In 2010, I started researching a book on the Emmett Till murder. I often had to explain to people that Till was a 14-year-old African American youth from Chicago who, while visiting kin in the Mississippi Delta in 1955, was lynched for allegedly whistling at a white woman. To be more precise, white Americans needed reminding about Till, not Black ones.

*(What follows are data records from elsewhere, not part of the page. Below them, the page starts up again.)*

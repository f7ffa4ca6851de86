use std::collections::BTreeSet;

use tracing::{debug, info, trace};

use crate::dispatch::context::SchedulerContext;
use crate::dispatch::eligibility::eligible;
use crate::distance::graph::HubGraph;
use crate::domain::PkgId;
use crate::error::DispatchError;
use crate::setup::init::{DestTable, PkgTable};

/// Nearest candidate to `location` by graph distance. Strict `<`, so the
/// first candidate found at the minimum wins ties.
fn find_nearest(
    packages: &PkgTable,
    graph: &HubGraph,
    candidates: &BTreeSet<PkgId>,
    location: &str,
) -> Result<Option<PkgId>, DispatchError> {
    let mut nearest = None;
    let mut nearest_distance = f64::INFINITY;
    for id in candidates {
        let pkg = match packages.lookup(id) {
            Some(pkg) => pkg,
            None => continue,
        };
        let distance = graph.distance(&pkg.destination, location)?;
        if distance < nearest_distance {
            nearest_distance = distance;
            nearest = Some(*id);
        }
    }
    Ok(nearest)
}

/// Take the nearest pool package this vehicle can legally carry, expand it
/// to its co-delivery closure, and load the whole closure nearest-neighbor
/// first, topping up with same-destination companions. Returns false when
/// nothing was loaded, either because no candidate is eligible for this
/// vehicle or because the closure cannot fit in the remaining capacity.
fn load_nearest_closure(
    ctx: &mut SchedulerContext,
    vehicle_index: usize,
    pool: &mut BTreeSet<PkgId>,
) -> Result<bool, DispatchError> {
    let SchedulerContext {
        packages,
        by_destination,
        graph,
        vehicles,
    } = ctx;
    let vehicle = &mut vehicles[vehicle_index];

    let candidates: BTreeSet<PkgId> = pool
        .iter()
        .copied()
        .filter(|id| eligible(packages, *id, vehicle))
        .collect();
    let anchor = match find_nearest(packages, graph, &candidates, vehicle.current_location())? {
        Some(id) => id,
        None => return Ok(false),
    };

    let mut closure: BTreeSet<PkgId> = BTreeSet::new();
    closure.insert(anchor);
    if let Some(pkg) = packages.lookup(&anchor) {
        closure.extend(pkg.dependencies.iter().copied());
    }

    if closure.len() > vehicle.remaining_capacity() {
        trace!(
            "closure of package {} needs {} slots, vehicle {} has {}",
            anchor,
            closure.len(),
            vehicle.number,
            vehicle.remaining_capacity()
        );
        return Ok(false);
    }

    let mut loaded_any = false;
    while !closure.is_empty() {
        let next = match find_nearest(packages, graph, &closure, vehicle.current_location())? {
            Some(id) => id,
            None => break,
        };
        closure.remove(&next);
        let pkg = match packages.lookup_mut(&next) {
            Some(pkg) => pkg,
            None => continue,
        };
        if !pkg.is_at_hub() {
            continue;
        }
        let destination = pkg.destination.clone();
        pool.remove(&next);
        vehicle.load(pkg)?;
        loaded_any = true;
        debug!("vehicle {} took package {}", vehicle.number, next);

        // Same destination, independently eligible: ride along while
        // capacity remains.
        let companions: Vec<PkgId> = by_destination
            .lookup(destination.as_str())
            .cloned()
            .unwrap_or_default();
        for companion in companions {
            if vehicle.is_full() {
                break;
            }
            if closure.contains(&companion) {
                continue;
            }
            if !eligible(packages, companion, vehicle) {
                continue;
            }
            if let Some(pkg) = packages.lookup_mut(&companion) {
                pool.remove(&companion);
                vehicle.load(pkg)?;
                debug!(
                    "vehicle {} took companion package {} for {}",
                    vehicle.number, companion, destination
                );
            }
        }
    }
    Ok(loaded_any)
}

fn vehicles_by_mileage(ctx: &SchedulerContext) -> Vec<usize> {
    let mut order: Vec<usize> = (0..ctx.vehicles.len()).collect();
    order.sort_by(|a, b| {
        ctx.vehicles[*a]
            .odometer_miles
            .total_cmp(&ctx.vehicles[*b].odometer_miles)
    });
    order
}

/// Urgent packages: promise earlier than end of day and eligible for at
/// least one vehicle at that vehicle's current clock.
fn collect_priority(ctx: &SchedulerContext) -> BTreeSet<PkgId> {
    let mut pool = BTreeSet::new();
    for (id, pkg) in ctx.packages.iter() {
        let urgent = ctx.vehicles.iter().any(|vehicle| {
            pkg.is_priority(vehicle.elapsed_time()) && eligible(&ctx.packages, *id, vehicle)
        });
        if urgent {
            pool.insert(*id);
        }
    }
    pool
}

/// Phase A: serve deadline packages first, least-driven vehicle first.
pub fn priority_first(ctx: &mut SchedulerContext) -> Result<(), DispatchError> {
    let mut pool = collect_priority(ctx);
    if pool.is_empty() {
        return Ok(());
    }
    debug!("priority pool: {:?}", pool);

    for vehicle_index in vehicles_by_mileage(ctx) {
        while !ctx.vehicles[vehicle_index].is_full() && !pool.is_empty() {
            if !load_nearest_closure(ctx, vehicle_index, &mut pool)? {
                break;
            }
        }
    }
    Ok(())
}

/// Phase B: nearest-neighbor assignment over everything still at the hub,
/// no deadline filter.
pub fn assign_remainder(ctx: &mut SchedulerContext) -> Result<(), DispatchError> {
    let mut pool: BTreeSet<PkgId> = ctx
        .packages
        .iter()
        .filter(|(_, pkg)| pkg.is_at_hub())
        .map(|(id, _)| *id)
        .collect();
    if pool.is_empty() {
        return Ok(());
    }

    for vehicle_index in vehicles_by_mileage(ctx) {
        while !ctx.vehicles[vehicle_index].is_full() && !pool.is_empty() {
            if !load_nearest_closure(ctx, vehicle_index, &mut pool)? {
                break;
            }
        }
    }
    Ok(())
}

/// Execute every loaded manifest, polling the wrong-address packages for
/// their correction after each vehicle's run. Returns how many packages
/// were delivered.
pub fn route_vehicles(ctx: &mut SchedulerContext) -> Result<usize, DispatchError> {
    let SchedulerContext {
        packages,
        by_destination,
        graph,
        vehicles,
    } = ctx;

    let mut delivered = 0;
    for vehicle in vehicles.iter_mut() {
        delivered += vehicle.manifest_len();
        vehicle.execute_deliveries(graph, packages)?;
        correct_addresses(packages, by_destination, vehicle.elapsed_time());
    }
    Ok(delivered)
}

fn correct_addresses(packages: &mut PkgTable, by_destination: &mut DestTable, now: f64) {
    let due: Vec<PkgId> = packages
        .iter()
        .filter(|(_, pkg)| pkg.address_correction_due(now))
        .map(|(id, _)| *id)
        .collect();

    for id in due {
        let (old_key, new_key) = {
            let pkg = match packages.lookup_mut(&id) {
                Some(pkg) => pkg,
                None => continue,
            };
            let old_key = pkg.destination.clone();
            pkg.apply_corrected_address();
            info!(
                "package {} address corrected to {:?}",
                id, pkg.destination
            );
            (old_key, pkg.destination.clone())
        };
        // Keep the destination grouping in step with the new address.
        if let Some(ids) = by_destination.lookup_mut(old_key.as_str()) {
            ids.retain(|other| *other != id);
        }
        if !by_destination.contains(new_key.as_str()) {
            by_destination.insert(new_key.clone(), Vec::new());
        }
        if let Some(ids) = by_destination.lookup_mut(new_key.as_str()) {
            ids.push(id);
        }
    }
}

My book came out at the end of 2018, around the same time as a few other books on Till. And that turned out to be part of a larger flood of remembrance.
Early in the 21st century came television documentaries, then newspaper articles on the 50th anniversary of the murder. The pace has only quickened: A whole room in Washington’s Museum of African American History and Culture dedicated to the Till story; Congressional anti-lynching legislation named for Till; and last November, a much praised feature-length film. Plus, there was the steady drumbeat of journalists invoking the Till story with each horrible new killing: Tamir Rice, George Floyd, Breonna Taylor and on and on.
Historical memory is an odd thing. A century ago, Confederate statues rose alongside rigid new Jim Crow segregation laws. They were marble emblems of white supremacy back then, and they still are for too many white people today. For most of us, however, they were like wallpaper — we barely noticed them. We had to be reminded that Robert E. Lee and Stonewall Jackson were defenders of slavery, icons of racism, insurrectionists against America. Their valor was put to evil use. There was nothing innocent about those statues.
What prompts me to write is a new book about the Emmett Till story, A Few Days Full of Trouble by Rev. Wheeler Parker Jr. and professor Christopher Benson of Northwestern University. Parker was with his cousin Emmett in Mississippi when the kidnappers came in the night. Benson teaches journalism at Northwestern and 20 years ago, he collaborated with Mamie Till on her excellent memoir, The Death of Innocence.
Is there anything new to say about the Till saga? Quite a bit, it turns out. Parker has lived with this story for almost 70 years now, with the trauma of witnessing armed men break into the home where he slept, take away his cousin and best friend, murder him, then be acquitted by a jury. It is one thing to know the story. It is another to see it through Rev. Parker’s eyes, and to feel his ongoing struggle for justice.
Parker and Benson retell the story — the murder; the slander that Till was a would-be rapist; the trial of his killers in Sumner, Mississippi; their acquittal; their confession-for-pay on the pages of Look magazine. Equally important, the authors reveal the struggles of the Till family to get at the truth after all of these years — the factual truth and the moral truth.
The process has been a torturous one, involving local prosecutors, the FBI, and, not always so innocently, historians.
Even today, that struggle continues. Carolyn Bryant, now an elderly woman, testified in court in 1955 that 14-year-old Emmett attacked her. We know from documentary evidence that she lied in accordance with the age-old slur against Black men with white women, lies that got Till killed and his murderers exonerated.
But justice, as Parker makes us understand, means more than just uncovering facts, or replacing lies with truth. Justice means that those who violated the law or committed crimes against humanity must own what they did, acknowledge it, accept blame.
Then the healing can start for everyone — perpetrators, victims, all of us.
Elliott Gorn teaches history at Loyola University Chicago.